Rodgers’ production, measured by his career average Expected Points Added (EPA) per game is far higher than the trend line says would be worth his $21M/yr cost. The vertical distance between his new contract numbers, $21M/yr and about 11 EPA/G illustrates the surplus performance the Packers will likely get from Rodgers.

According to this analysis, Rodgers would be worth something like $25M or more per season. If we extend his 11 EPA/G number horizontally to the right, it would intercept the trend line at $25M. He’s literally off the chart.

Brian 2: Brian, you ignorant slut. Aaron Rodgers can’t possibly be worth that much money….I’ve made my own scatterplot and regression. Using the exact same methodology and exact same data, I’ve plotted average adjusted cap hit versus EPA/G. The only difference from your chart above is that I swapped the vertical and horizontal axes. Even the correlation and significance are exactly the same.

As you can see, you idiot, Rodgers’ new contract is about twice as expensive as it should be. The value of an 11 EPA/yr QB should be about $10M.

Alex concludes with a challenge:

Ok, so which is the best graph for answering this question? Show your work. Bonus points: What is the other graph useful for?

I posted this a few months ago and promised my solution. Here it is:

OK, actually this is more challenging than I thought it was!

After seeing the above-linked post, the solution seemed clear to me and I said I’d post it in a couple days. I was busy and didn’t get around to it, then a few months later somebody asked me about it and I explained it all over again. But again I didn’t get around to writing it up. But when I looked at the problem today, I completely forgot my reasoning from before so I decided to start from scratch. And now the problem doesn’t seem so easy!

Below are my current thoughts.

To start with, there are lots of complications I don’t want to consider here, especially because I’m no football expert. To start with, quality is being measured here by career average Expected Points Added, but you’re not paying a player for a career, you’re paying for what he’ll do next year, or however long the contract is. So you’ll want to project into the future. Also, EPA is a noisy measure—all measures are noisy measures!—and also the QB has to fit into a system.
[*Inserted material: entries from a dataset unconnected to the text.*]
//! Gunning Fog readability index.
//!
//! `0.4 * (words / sentences + 100 * complex_words / words)`, an estimate of
//! the years of formal education needed to follow the text on first reading.

use crate::error::{AnalyzerError, Result};
use crate::text::{is_punctuation, Tokenizer};

use super::syllables::count_complex_words;

/// Readability figures for one block of text.
#[derive(Debug, Clone, PartialEq)]
pub struct FogReport {
    pub gunning_fog_index: f64,
    pub avg_sentence_length: f64,
    pub percent_complex_words: f64,
    pub complex_word_count: usize,
}

impl FogReport {
    /// Index rounded to whole years of education, halves to even.
    pub fn years_of_education(&self) -> i64 {
        self.gunning_fog_index.round_ties_even() as i64
    }
}

/// Lower-cased word tokens with punctuation removed.
pub fn content_words(text: &str, tokenizer: &dyn Tokenizer) -> Vec<String> {
    tokenizer
        .tokenize_words(text)
        .into_iter()
        .filter(|t| !is_punctuation(t))
        .map(str::to_lowercase)
        .collect()
}

#[tracing::instrument(level = "debug", skip_all, fields(text_len = text.len()))]
pub fn calculate_gunning_fog(text: &str, tokenizer: &dyn Tokenizer) -> Result<FogReport> {
    let sentences = tokenizer.tokenize_sentences(text).len();
    let words = content_words(text, tokenizer);
    fog_from_counts(sentences, &words)
}

/// Computes the report from an already tokenized text.
pub(crate) fn fog_from_counts(sentences: usize, words: &[String]) -> Result<FogReport> {
    if sentences == 0 || words.is_empty() {
        return Err(AnalyzerError::EmptyText);
    }

    let word_count = words.len() as f64;
    let avg_sentence_length = word_count / sentences as f64;
    let complex_word_count = count_complex_words(words);
    let percent_complex_words = complex_word_count as f64 / word_count * 100.0;
    let gunning_fog_index = 0.4 * (avg_sentence_length + percent_complex_words);

    Ok(FogReport {
        gunning_fog_index,
        avg_sentence_length,
        percent_complex_words,
        complex_word_count,
    })
}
Related to this last point, you’d expect a QB to typically be more valuable to the team he’s on than to most other teams, as they’re paying a premium to keep him. And then there’s the economic argument that nobody’s really being overpaid, at least in a prospective sense, because if they were, the team wouldn’t have signed the contract in the first place. Even if you don’t believe that rationality argument completely, it would seem that the fact that a team is paying $X for a player is giving us some information about player quality.

OK, but let me set all that aside. The statistical issue is that a point can be above the regression line in both graphs, so that in the first graph, a QB is above average in quality after adjusting for salary, and in the second graph, that same QB is above average in salary after adjusting for quality.
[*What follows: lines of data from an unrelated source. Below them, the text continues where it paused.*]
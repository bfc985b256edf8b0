//! Paragraph statistics: counts, word frequencies and readability.

use std::collections::{HashMap, HashSet};

use crate::error::Result;
use crate::text::Tokenizer;

use super::fog::{content_words, fog_from_counts, FogReport};

/// Full statistics for one paragraph.
#[derive(Debug, Clone, PartialEq)]
pub struct TextAnalysis {
    pub num_sentences: usize,
    pub num_words: usize,
    pub num_unique_words: usize,
    pub avg_words_per_sentence: f64,
    /// Most frequent non-stopwords, highest count first.
    pub most_common_words: Vec<(String, usize)>,
    /// Every non-stopword with its count, in order of first occurrence.
    pub word_frequency: Vec<(String, usize)>,
    pub readability: FogReport,
}

pub fn analyze_text(
    text: &str,
    tokenizer: &dyn Tokenizer,
    stopwords: &HashSet<&str>,
    top_n: usize,
) -> Result<TextAnalysis> {
    let num_sentences = tokenizer.tokenize_sentences(text).len();
    let words = content_words(text, tokenizer);
    let readability = fog_from_counts(num_sentences, &words)?;

    let num_unique_words = words.iter().collect::<HashSet<_>>().len();
    let word_frequency = frequencies(words.iter().filter(|w| !stopwords.contains(w.as_str())));
    let most_common_words = most_common(&word_frequency, top_n);

    Ok(TextAnalysis {
        num_sentences,
        num_words: words.len(),
        num_unique_words,
        avg_words_per_sentence: words.len() as f64 / num_sentences as f64,
        most_common_words,
        word_frequency,
        readability,
    })
}

/// Counts words keeping first-occurrence order.
fn frequencies<'a>(words: impl Iterator<Item = &'a String>) -> Vec<(String, usize)> {
    let mut index: HashMap<&str, usize> = HashMap::new();
    let mut counts: Vec<(String, usize)> = Vec::new();
    for word in words {
        match index.get(word.as_str()) {
            Some(&i) => counts[i].1 += 1,
            None => {
                index.insert(word.as_str(), counts.len());
                counts.push((word.clone(), 1));
            }
        }
    }
    counts
}

fn most_common(counts: &[(String, usize)], n: usize) -> Vec<(String, usize)> {
    let mut ranked = counts.to_vec();
    // stable sort keeps first-occurrence order among ties
    ranked.sort_by(|a, b| b.1.cmp(&a.1));
    ranked.truncate(n);
    ranked
}

#[cfg(test)]
mod tests {
    use super::*;
    use crate::text::{stopwords, UnicodeTokenizer};

    #[test]
    fn test_counts() {
        let text = "The cat sat on the mat. The cat slept.";
        let analysis = analyze_text(text, &UnicodeTokenizer, stopwords::english(), 5).unwrap();
        assert_eq!(analysis.num_sentences, 2);
        assert_eq!(analysis.num_words, 9);
        // the, cat, sat, on, mat, slept
        assert_eq!(analysis.num_unique_words, 6);
        assert!((analysis.avg_words_per_sentence - 4.5).abs() < 1e-9);
    }

    #[test]
    fn test_most_common_excludes_stopwords_and_keeps_tie_order() {
        let text = "Data drives data science. Science needs data and models.";
        let analysis = analyze_text(text, &UnicodeTokenizer, stopwords::english(), 3).unwrap();
        assert_eq!(
            analysis.most_common_words,
            vec![
                ("data".to_string(), 3),
                ("science".to_string(), 2),
                ("drives".to_string(), 1),
            ]
        );
        assert!(analysis.word_frequency.iter().all(|(w, _)| w != "and"));
    }

    #[test]
    fn test_empty_paragraph_fails() {
        assert!(analyze_text("", &UnicodeTokenizer, stopwords::english(), 5).is_err());
    }
}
From a generic statistical perspective we know this is true, and it’s easy to put it in a familiar regression-to-the-mean setting. Consider a woman who is 6 feet tall with a mother who is also 6 feet tall. The daughter is tall after adjusting for mother’s height and the mother is tall after adjusting for daughter’s height.

But somehow the height example doesn’t give that flavor of paradox.

Let’s go back to the football example. I want to compare Rodgers to other, comparable, players—but it’s hard to do this because nobody else on the graph has an avg adjusted cap hit of $21 million. So let’s choose another data point, Ben Roethlisberger, who’s also above the regression line in both graphs.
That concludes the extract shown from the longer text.